Listed entries Start Marker

// Selection constraints: team size, overseas cap, per-role bounds.

use serde::{Deserialize, Serialize};
use thiserror::Error;

use crate::player::Role;

pub const DEFAULT_TEAM_SIZE: usize = 11;
pub const DEFAULT_MAX_OVERSEAS: usize = 4;

#[derive(Debug, Clone, PartialEq, Eq, Error)]
pub enum RulesError {
    #[error("team size must be greater than 0")]
    ZeroTeamSize,

    #[error("{role}: minimum {min} exceeds maximum {max}")]
    InvertedBounds { role: Role, min: usize, max: usize },

    #[error("role minimums add up to {total}, more than the team size of {team_size}")]
    MinimumsExceedTeamSize { total: usize, team_size: usize },
}

/// Competition format. League play caps overseas players; normal play does not.
#[derive(Debug, Clone, Copy, PartialEq, Eq, Default, Serialize, Deserialize)]
#[serde(rename_all = "lowercase")]
pub enum TeamFormat {
    #[default]
    League,
    Normal,
}

/// Inclusive lower and upper bound on how many players of a role are picked.
///
/// `min` is a best-effort target; `max` is never exceeded.
#[derive(Debug, Clone, Copy, PartialEq, Eq, Serialize, Deserialize)]
pub struct RoleBounds {
    pub min: usize,
    pub max: usize,
}

impl RoleBounds {
    pub const fn new(min: usize, max: usize) -> Self {
        RoleBounds { min, max }
    }

    /// Standard bounds for a role.
    pub const fn standard(role: Role) -> Self {
        match role {
            Role::Batsman => RoleBounds::new(3, 6),
            Role::Bowler => RoleBounds::new(3, 6),
            Role::AllRounder => RoleBounds::new(1, 4),
            Role::WicketKeeper => RoleBounds::new(1, 2),
        }
    }
}

/// The full constraint set handed to the selector.
#[derive(Debug, Clone, PartialEq, Eq)]
pub struct SelectionRules {
    pub team_size: usize,
    /// `None` disables the overseas cap.
    pub max_overseas: Option<usize>,
    roles: [RoleBounds; 4],
}

impl Default for SelectionRules {
    fn default() -> Self {
        SelectionRules::for_format(TeamFormat::League)
    }
}

impl SelectionRules {
    /// Standard bounds and team size, with the format's overseas policy.
    pub fn for_format(format: TeamFormat) -> Self {
        let max_overseas = match format {
            TeamFormat::League => Some(DEFAULT_MAX_OVERSEAS),
            TeamFormat::Normal => None,
        };
        SelectionRules {
            team_size: DEFAULT_TEAM_SIZE,
            max_overseas,
            roles: Role::ALL.map(RoleBounds::standard),
        }
    }

    pub fn bounds(&self, role: Role) -> RoleBounds {
        self.roles[role.index()]
    }

    pub fn with_bounds(mut self, role: Role, bounds: RoleBounds) -> Self {
        self.roles[role.index()] = bounds;
        self
    }

    pub fn with_team_size(mut self, team_size: usize) -> Self {
        self.team_size = team_size;
        self
    }

    pub fn with_max_overseas(mut self, max_overseas: Option<usize>) -> Self {
        self.max_overseas = max_overseas;
        self
    }

    /// Whether `count` overseas players already selected leaves room for one more.
    pub fn overseas_slot_open(&self, count: usize) -> bool {
        match self.max_overseas {
            Some(cap) => count < cap,
            None => true,
        }
    }

    /// Sum of all role minimums.
    pub fn total_minimum(&self) -> usize {
        self.roles.iter().map(|b| b.min).sum()
    }

    pub fn validate(&self) -> Result<(), RulesError> {
        if self.team_size == 0 {
            return Err(RulesError::ZeroTeamSize);
        }
        for role in Role::ALL {
            let b = self.bounds(role);
            if b.min > b.max {
                return Err(RulesError::InvertedBounds {
                    role,
                    min: b.min,
                    max: b.max,
                });
            }
        }
        let total = self.total_minimum();
        if total > self.team_size {
            return Err(RulesError::MinimumsExceedTeamSize {
                total,
                team_size: self.team_size,
            });
        }
        Ok(())
    }
}

// ---------------------------------------------------------------------------
// Tests
// ---------------------------------------------------------------------------
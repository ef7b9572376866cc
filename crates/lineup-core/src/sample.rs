// Built-in demo squad.

use crate::player::{Overseas, Player, Role};

/// Five well-known T20 players, two of them keepers.
pub fn sample_players() -> Vec<Player> {
    vec![
        Player {
            id: 1,
            name: "Virat Kohli".into(),
            team: None,
            role: Role::Batsman,
            overseas: Overseas::No,
            batting_average: 38.2,
            strike_rate: 137.9,
            bowling_economy: None,
            wickets: None,
            catches: 92,
        },
        Player {
            id: 2,
            name: "Jasprit Bumrah".into(),
            team: None,
            role: Role::Bowler,
            overseas: Overseas::No,
            batting_average: 8.2,
            strike_rate: 90.5,
            bowling_economy: Some(6.7),
            wickets: Some(145),
            catches: 21,
        },
        Player {
            id: 3,
            name: "Jos Buttler".into(),
            team: None,
            role: Role::WicketKeeper,
            overseas: Overseas::Yes,
            batting_average: 34.1,
            strike_rate: 149.8,
            bowling_economy: None,
            wickets: None,
            catches: 105,
        },
        Player {
            id: 4,
            name: "Andre Russell".into(),
            team: None,
            role: Role::AllRounder,
            overseas: Overseas::Yes,
            batting_average: 25.3,
            strike_rate: 176.2,
            bowling_economy: Some(8.9),
            wickets: Some(89),
            catches: 67,
        },
        Player {
            id: 5,
            name: "Quinton de Kock".into(),
            team: None,
            role: Role::WicketKeeper,
            overseas: Overseas::Yes,
            batting_average: 31.5,
            strike_rate: 138.7,
            bowling_economy: None,
            wickets: None,
            catches: 115,
        },
    ]
}
//! Friends and profile socket handlers.
//!
//! Thin glue between the event vocabulary and the identity store: map the
//! typed store errors onto wire codes, layer presence onto the friend rows,
//! and push updates to every live connection of the affected profiles.

use protocol::ErrorCode;
use protocol::ServerEvent;
use protocol::events::ErrorNotice;
use protocol::wire::{FriendEntry, FriendsView, ProfileInfo};

use crate::identity::{FriendsState, IdentityError};
use crate::room::ConnId;
use crate::state::AppState;
use crate::util::sanitize_name;

fn map_identity_error(err: &IdentityError) -> ErrorCode {
    match err {
        IdentityError::ProfileNotFound => ErrorCode::ProfileNotFound,
        IdentityError::FriendRequestAlreadyExists => ErrorCode::FriendRequestAlreadyExists,
        IdentityError::AlreadyFriends => ErrorCode::AlreadyFriends,
        IdentityError::FriendRequestNotFound => ErrorCode::FriendRequestNotFound,
        // Account-linking failures cannot reach the friends path; collapse
        // them onto the generic profile error rather than invent codes.
        _ => ErrorCode::ProfileNotFound,
    }
}

fn friends_error(app: &AppState, conn_id: ConnId, code: ErrorCode) {
    app.transport.send(
        conn_id,
        &ServerEvent::FriendsError(ErrorNotice { code, message: code.as_str().to_string() }),
    );
}

/// The caller's bound profile id, or a friends error.
fn require_profile(app: &AppState, conn_id: ConnId) -> Option<String> {
    match app.transport.meta(conn_id).and_then(|m| m.profile_id) {
        Some(profile_id) => Some(profile_id),
        None => {
            friends_error(app, conn_id, ErrorCode::AuthContextRequired);
            None
        }
    }
}

fn friend_entry(app: &AppState, profile: &ProfileInfo) -> FriendEntry {
    FriendEntry {
        profile_id: profile.profile_id.clone(),
        nickname: profile.nickname.clone(),
        friend_code: profile.friend_code.clone(),
        online: !app.transport.conns_for_profile(&profile.profile_id).is_empty(),
    }
}

fn build_view(app: &AppState, state: FriendsState) -> FriendsView {
    FriendsView {
        friends: state.friends.iter().map(|p| friend_entry(app, p)).collect(),
        incoming: state.incoming,
        outgoing: state.outgoing,
    }
}

async fn push_list(app: &AppState, profile_id: &str) {
    if let Ok(state) = app.identity.get_friends_state(profile_id).await {
        let view = ServerEvent::FriendsListUpdated(build_view(app, state));
        for conn in app.transport.conns_for_profile(profile_id) {
            app.transport.send(conn, &view);
        }
    }
}

/// `friends:getList`.
pub async fn handle_get_list(app: &AppState, conn_id: ConnId) {
    let Some(profile_id) = require_profile(app, conn_id) else {
        return;
    };
    match app.identity.get_friends_state(&profile_id).await {
        Ok(state) => {
            let view = build_view(app, state);
            app.transport.send(conn_id, &ServerEvent::FriendsListUpdated(view));
        }
        Err(err) => friends_error(app, conn_id, map_identity_error(&err)),
    }
}

/// `friends:search`.
pub async fn handle_search(app: &AppState, conn_id: ConnId, query: &str, limit: Option<usize>) {
    let Some(profile_id) = require_profile(app, conn_id) else {
        return;
    };
    let limit = limit.unwrap_or(20).min(50);
    match app.identity.search_friend_profiles(&profile_id, query, limit).await {
        Ok(profiles) => {
            let results = profiles.iter().map(|p| friend_entry(app, p)).collect();
            app.transport
                .send(conn_id, &ServerEvent::FriendsSearchResult { results });
        }
        Err(err) => friends_error(app, conn_id, map_identity_error(&err)),
    }
}

/// `friends:sendRequest`.
pub async fn handle_send_request(app: &AppState, conn_id: ConnId, target_profile_id: &str) {
    let Some(profile_id) = require_profile(app, conn_id) else {
        return;
    };
    match app.identity.send_friend_request(&profile_id, target_profile_id).await {
        Ok(request) => {
            app.transport
                .send(conn_id, &ServerEvent::FriendsRequestSent(request.clone()));
            let incoming = ServerEvent::FriendsIncomingRequest(request);
            for conn in app.transport.conns_for_profile(target_profile_id) {
                app.transport.send(conn, &incoming);
            }
        }
        Err(err) => friends_error(app, conn_id, map_identity_error(&err)),
    }
}

/// `friends:respondRequest`.
pub async fn handle_respond_request(
    app: &AppState,
    conn_id: ConnId,
    request_id: &str,
    accept: bool,
) {
    let Some(profile_id) = require_profile(app, conn_id) else {
        return;
    };
    match app.identity.respond_friend_request(&profile_id, request_id, accept).await {
        Ok(outcome) => {
            let friend = outcome
                .accepted
                .then(|| friend_entry(app, &outcome.other_profile));
            app.transport.send(
                conn_id,
                &ServerEvent::FriendsRequestResponded {
                    request_id: outcome.request_id.clone(),
                    accepted: outcome.accepted,
                    friend,
                },
            );
            // Both sides see their lists change.
            push_list(app, &profile_id).await;
            push_list(app, &outcome.other_profile.profile_id).await;
        }
        Err(err) => friends_error(app, conn_id, map_identity_error(&err)),
    }
}

/// `updateName` — renames the session, the profile, and any in-room record.
pub async fn handle_update_name(app: &AppState, conn_id: ConnId, new_name: &str) {
    let Some(meta) = app.transport.meta(conn_id) else {
        return;
    };
    let Some(pid) = meta.persistent_id else {
        return friends_error(app, conn_id, ErrorCode::AuthContextRequired);
    };
    let name = sanitize_name(Some(new_name), rand::random::<u32>());
    app.sessions.set_name(&pid, &name);

    // Fall back to the session's bound profile for sockets that identified
    // before this connection picked up the slot.
    let mut profile_id = meta
        .profile_id
        .or_else(|| app.sessions.get(&pid).and_then(|s| s.profile_id))
        .unwrap_or_default();
    if !profile_id.is_empty() {
        if let Ok(info) = app.identity.set_nickname(&profile_id, &name).await {
            profile_id = info.profile_id;
        }
    }

    // Rename the live room record too, so lobby and scoreboard follow.
    if let Some(room_code) = meta.room_code {
        let mut rooms = app.rooms.lock().await;
        if let Some(room) = rooms.get_mut(&room_code) {
            if let Some(key) = room.player_key_by_conn(conn_id) {
                if let Some(player) = room.player_mut(key) {
                    player.name = name.clone();
                }
                app.emit_room(
                    room,
                    &ServerEvent::NicknameUpdated {
                        profile_id: profile_id.clone(),
                        nickname: name.clone(),
                    },
                );
                app.emit_room(room, &ServerEvent::LobbyUpdate(room.lobby_state()));
            }
        }
    }

    app.transport.send(
        conn_id,
        &ServerEvent::NicknameUpdated { profile_id, nickname: name },
    );
}
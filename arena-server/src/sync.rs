//! Snapshot/delta selection for the per-tick world broadcast.
//!
//! The sync ledger mirrors what the clients last received. A full snapshot
//! goes out on the first tick of a match and whenever the snapshot interval
//! elapsed; in between, only fields that moved beyond the epsilons are
//! emitted. Sub-epsilon drift stays in the ledger as the old value, so it is
//! flushed as soon as the accumulated change crosses the threshold.

use std::collections::HashMap;

use protocol::wire::{
    BuffState, BuffUpsert, DeltaSet, PlayerKey, PlayerState, PlayerUpsert, ProjectileState,
    ProjectileUpsert, StateUpdateBody, WorldDelta, WorldSnapshot,
};

/// Position and velocity changes below this are not worth a delta field.
pub const POS_EPSILON: f64 = 0.01;
/// Angle changes below this are not worth a delta field.
pub const ANGLE_EPSILON: f64 = 0.001;

/// Per-room broadcast ledger.
#[derive(Debug, Default)]
pub struct SyncState {
    last_full_ms: u64,
    seen_first_tick: bool,
    players: HashMap<PlayerKey, PlayerState>,
    projectiles: HashMap<u64, ProjectileState>,
    buffs: HashMap<u8, BuffState>,
}

impl SyncState {
    /// Forgets everything; the next update is a snapshot again.
    pub fn reset(&mut self) {
        *self = Self::default();
    }

    /// Decides snapshot vs delta for this tick and advances the ledger.
    pub fn next_body(
        &mut self,
        current: WorldSnapshot,
        now_ms: u64,
        full_interval_ms: u64,
    ) -> StateUpdateBody {
        let want_full =
            !self.seen_first_tick || now_ms.saturating_sub(self.last_full_ms) >= full_interval_ms;
        if want_full {
            self.seen_first_tick = true;
            self.last_full_ms = now_ms;
            self.players = current.players.iter().map(|p| (p.id, p.clone())).collect();
            self.projectiles = current.projectiles.iter().map(|p| (p.id, p.clone())).collect();
            self.buffs = current.buffs.iter().map(|b| (b.id, b.clone())).collect();
            return StateUpdateBody::Snapshot(current);
        }

        let mut delta = WorldDelta::default();
        delta.players = diff_players(&mut self.players, &current.players);
        delta.projectiles = diff_projectiles(&mut self.projectiles, &current.projectiles);
        delta.buffs = diff_buffs(&mut self.buffs, &current.buffs);
        StateUpdateBody::Delta(delta)
    }
}

fn pos_changed(a: f64, b: f64) -> bool {
    (a - b).abs() > POS_EPSILON
}

fn angle_changed(a: f64, b: f64) -> bool {
    (a - b).abs() > ANGLE_EPSILON
}

fn full_player_upsert(p: &PlayerState) -> PlayerUpsert {
    PlayerUpsert {
        id: p.id,
        name: Some(p.name.clone()),
        x: Some(p.x),
        y: Some(p.y),
        angle: Some(p.angle),
        hp: Some(p.hp),
        max_hp: Some(p.max_hp),
        kills: Some(p.kills),
        deaths: Some(p.deaths),
        killstreak: Some(p.killstreak),
        has_shield: Some(p.has_shield),
        invisible: Some(p.invisible),
        speed_boost: Some(p.speed_boost),
        shield_until: Some(p.shield_until),
        invisible_until: Some(p.invisible_until),
        speed_until: Some(p.speed_until),
        charging: Some(p.charging),
        last_seq: Some(p.last_seq),
    }
}

fn diff_players(
    prev: &mut HashMap<PlayerKey, PlayerState>,
    current: &[PlayerState],
) -> DeltaSet<PlayerUpsert, PlayerKey> {
    let mut set = DeltaSet::default();
    for cur in current {
        match prev.get_mut(&cur.id) {
            None => {
                set.upserts.push(full_player_upsert(cur));
                prev.insert(cur.id, cur.clone());
            }
            Some(old) => {
                let mut u = PlayerUpsert { id: cur.id, ..Default::default() };
                if old.name != cur.name {
                    u.name = Some(cur.name.clone());
                }
                if pos_changed(old.x, cur.x) {
                    u.x = Some(cur.x);
                }
                if pos_changed(old.y, cur.y) {
                    u.y = Some(cur.y);
                }
                if angle_changed(old.angle, cur.angle) {
                    u.angle = Some(cur.angle);
                }
                if old.hp != cur.hp {
                    u.hp = Some(cur.hp);
                }
                if old.max_hp != cur.max_hp {
                    u.max_hp = Some(cur.max_hp);
                }
                if old.kills != cur.kills {
                    u.kills = Some(cur.kills);
                }
                if old.deaths != cur.deaths {
                    u.deaths = Some(cur.deaths);
                }
                if old.killstreak != cur.killstreak {
                    u.killstreak = Some(cur.killstreak);
                }
                if old.has_shield != cur.has_shield {
                    u.has_shield = Some(cur.has_shield);
                }
                if old.invisible != cur.invisible {
                    u.invisible = Some(cur.invisible);
                }
                if old.speed_boost != cur.speed_boost {
                    u.speed_boost = Some(cur.speed_boost);
                }
                if old.shield_until != cur.shield_until {
                    u.shield_until = Some(cur.shield_until);
                }
                if old.invisible_until != cur.invisible_until {
                    u.invisible_until = Some(cur.invisible_until);
                }
                if old.speed_until != cur.speed_until {
                    u.speed_until = Some(cur.speed_until);
                }
                if old.charging != cur.charging {
                    u.charging = Some(cur.charging);
                }
                if old.last_seq != cur.last_seq {
                    u.last_seq = Some(cur.last_seq);
                }
                if u != (PlayerUpsert { id: cur.id, ..Default::default() }) {
                    old.apply(&u);
                    set.upserts.push(u);
                }
            }
        }
    }
    let live: Vec<PlayerKey> = current.iter().map(|p| p.id).collect();
    prev.retain(|id, _| {
        let keep = live.contains(id);
        if !keep {
            set.removed.push(*id);
        }
        keep
    });
    set
}

fn diff_projectiles(
    prev: &mut HashMap<u64, ProjectileState>,
    current: &[ProjectileState],
) -> DeltaSet<ProjectileUpsert, u64> {
    let mut set = DeltaSet::default();
    for cur in current {
        match prev.get_mut(&cur.id) {
            None => {
                set.upserts.push(ProjectileUpsert {
                    id: cur.id,
                    owner: Some(cur.owner),
                    x: Some(cur.x),
                    y: Some(cur.y),
                    vx: Some(cur.vx),
                    vy: Some(cur.vy),
                    angle: Some(cur.angle),
                });
                prev.insert(cur.id, cur.clone());
            }
            Some(old) => {
                let mut u = ProjectileUpsert { id: cur.id, ..Default::default() };
                if pos_changed(old.x, cur.x) {
                    u.x = Some(cur.x);
                }
                if pos_changed(old.y, cur.y) {
                    u.y = Some(cur.y);
                }
                if pos_changed(old.vx, cur.vx) {
                    u.vx = Some(cur.vx);
                }
                if pos_changed(old.vy, cur.vy) {
                    u.vy = Some(cur.vy);
                }
                if angle_changed(old.angle, cur.angle) {
                    u.angle = Some(cur.angle);
                }
                if u != (ProjectileUpsert { id: cur.id, ..Default::default() }) {
                    old.apply(&u);
                    set.upserts.push(u);
                }
            }
        }
    }
    let live: Vec<u64> = current.iter().map(|p| p.id).collect();
    prev.retain(|id, _| {
        let keep = live.contains(id);
        if !keep {
            set.removed.push(*id);
        }
        keep
    });
    set
}

fn diff_buffs(prev: &mut HashMap<u8, BuffState>, current: &[BuffState]) -> DeltaSet<BuffUpsert, u8> {
    let mut set = DeltaSet::default();
    for cur in current {
        match prev.get_mut(&cur.id) {
            None => {
                set.upserts.push(BuffUpsert {
                    id: cur.id,
                    kind: Some(cur.kind),
                    active: Some(cur.active),
                    taken_at: Some(cur.taken_at),
                });
                prev.insert(cur.id, cur.clone());
            }
            Some(old) => {
                let mut u = BuffUpsert { id: cur.id, ..Default::default() };
                if old.kind != cur.kind {
                    u.kind = Some(cur.kind);
                }
                if old.active != cur.active {
                    u.active = Some(cur.active);
                }
                if old.taken_at != cur.taken_at {
                    u.taken_at = Some(cur.taken_at);
                }
                if u != (BuffUpsert { id: cur.id, ..Default::default() }) {
                    old.apply(&u);
                    set.upserts.push(u);
                }
            }
        }
    }
    // Buff spawn points never disappear during a match; removal only happens
    // when the ledger resets anyway, but keep the check for symmetry.
    let live: Vec<u8> = current.iter().map(|b| b.id).collect();
    prev.retain(|id, _| {
        let keep = live.contains(id);
        if !keep {
            set.removed.push(*id);
        }
        keep
    });
    set
}

#[cfg(test)]
mod tests {
    use super::*;
    use protocol::wire::BuffKind;

    fn player(id: PlayerKey, x: f64) -> PlayerState {
        PlayerState {
            id,
            name: format!("p{id}"),
            x,
            y: 500.0,
            angle: 0.0,
            hp: 3,
            max_hp: 3,
            kills: 0,
            deaths: 0,
            killstreak: 0,
            has_shield: false,
            invisible: false,
            speed_boost: false,
            shield_until: 0,
            invisible_until: 0,
            speed_until: 0,
            charging: false,
            last_seq: 0,
        }
    }

    fn world(players: Vec<PlayerState>) -> WorldSnapshot {
        WorldSnapshot { players, projectiles: vec![], buffs: vec![] }
    }

    #[test]
    fn first_tick_is_always_a_snapshot() {
        let mut sync = SyncState::default();
        match sync.next_body(world(vec![player(1, 100.0)]), 50_000, 1_000) {
            StateUpdateBody::Snapshot(s) => assert_eq!(s.players.len(), 1),
            StateUpdateBody::Delta(_) => panic!("expected snapshot"),
        }
    }

    #[test]
    fn interval_forces_a_fresh_snapshot() {
        let mut sync = SyncState::default();
        sync.next_body(world(vec![player(1, 100.0)]), 1_000, 1_000);
        match sync.next_body(world(vec![player(1, 100.0)]), 1_500, 1_000) {
            StateUpdateBody::Delta(d) => assert!(d.is_empty()),
            _ => panic!("expected delta"),
        }
        match sync.next_body(world(vec![player(1, 100.0)]), 2_000, 1_000) {
            StateUpdateBody::Snapshot(_) => {}
            _ => panic!("expected snapshot after interval"),
        }
    }

    #[test]
    fn delta_carries_only_changed_fields() {
        let mut sync = SyncState::default();
        sync.next_body(world(vec![player(1, 100.0)]), 1_000, 10_000);
        let mut moved = player(1, 104.2);
        moved.hp = 2;
        match sync.next_body(world(vec![moved]), 1_033, 10_000) {
            StateUpdateBody::Delta(d) => {
                assert_eq!(d.players.upserts.len(), 1);
                let u = &d.players.upserts[0];
                assert_eq!(u.x, Some(104.2));
                assert_eq!(u.hp, Some(2));
                assert_eq!(u.y, None);
                assert_eq!(u.name, None);
            }
            _ => panic!("expected delta"),
        }
    }

    #[test]
    fn sub_epsilon_drift_is_withheld_until_it_accumulates() {
        let mut sync = SyncState::default();
        sync.next_body(world(vec![player(1, 100.0)]), 1_000, 60_000);
        // 0.004 below the epsilon: nothing emitted.
        match sync.next_body(world(vec![player(1, 100.004)]), 1_033, 60_000) {
            StateUpdateBody::Delta(d) => assert!(d.players.upserts.is_empty()),
            _ => panic!("expected delta"),
        }
        // Another 0.008 pushes the total drift over the epsilon.
        match sync.next_body(world(vec![player(1, 100.012)]), 1_066, 60_000) {
            StateUpdateBody::Delta(d) => {
                assert_eq!(d.players.upserts[0].x, Some(100.012));
            }
            _ => panic!("expected delta"),
        }
    }

    #[test]
    fn departures_and_arrivals_show_up_as_removed_and_full_upserts() {
        let mut sync = SyncState::default();
        sync.next_body(world(vec![player(1, 100.0), player(2, 200.0)]), 1_000, 60_000);
        match sync.next_body(world(vec![player(1, 100.0), player(3, 300.0)]), 1_033, 60_000) {
            StateUpdateBody::Delta(d) => {
                assert_eq!(d.players.removed, vec![2]);
                assert_eq!(d.players.upserts.len(), 1);
                let u = &d.players.upserts[0];
                assert_eq!(u.id, 3);
                // New entities carry every field.
                assert!(u.name.is_some() && u.x.is_some() && u.hp.is_some());
            }
            _ => panic!("expected delta"),
        }
    }

    #[test]
    fn applying_deltas_reconstructs_the_current_world() {
        let mut sync = SyncState::default();
        let base = world(vec![player(1, 100.0), player(2, 200.0)]);
        let mut client = match sync.next_body(base, 1_000, 60_000) {
            StateUpdateBody::Snapshot(s) => s,
            _ => panic!("expected snapshot"),
        };

        let mut target = world(vec![player(1, 130.0), player(3, 300.0)]);
        target.players[0].kills = 4;
        target.buffs = vec![BuffState {
            id: 0,
            x: 750.0,
            y: 500.0,
            kind: BuffKind::Shield,
            active: true,
            taken_at: 0,
        }];
        match sync.next_body(target.clone(), 1_033, 60_000) {
            StateUpdateBody::Delta(d) => client.apply_delta(&d),
            _ => panic!("expected delta"),
        }
        assert_eq!(client, target);
    }

    #[test]
    fn ledger_reset_forces_snapshot_on_next_tick() {
        let mut sync = SyncState::default();
        sync.next_body(world(vec![player(1, 100.0)]), 1_000, 60_000);
        sync.reset();
        match sync.next_body(world(vec![player(1, 100.0)]), 1_033, 60_000) {
            StateUpdateBody::Snapshot(_) => {}
            _ => panic!("expected snapshot after reset"),
        }
    }
}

Listed entries End Marker

▶ **Instructions for the task**:
I need every line of the material that includes "FriendsListUpdated", so please copy them out.

▶ **Response below**:
        let view = ServerEvent::FriendsListUpdated(build_view(app, state));
            app.transport.send(conn_id, &ServerEvent::FriendsListUpdated(view));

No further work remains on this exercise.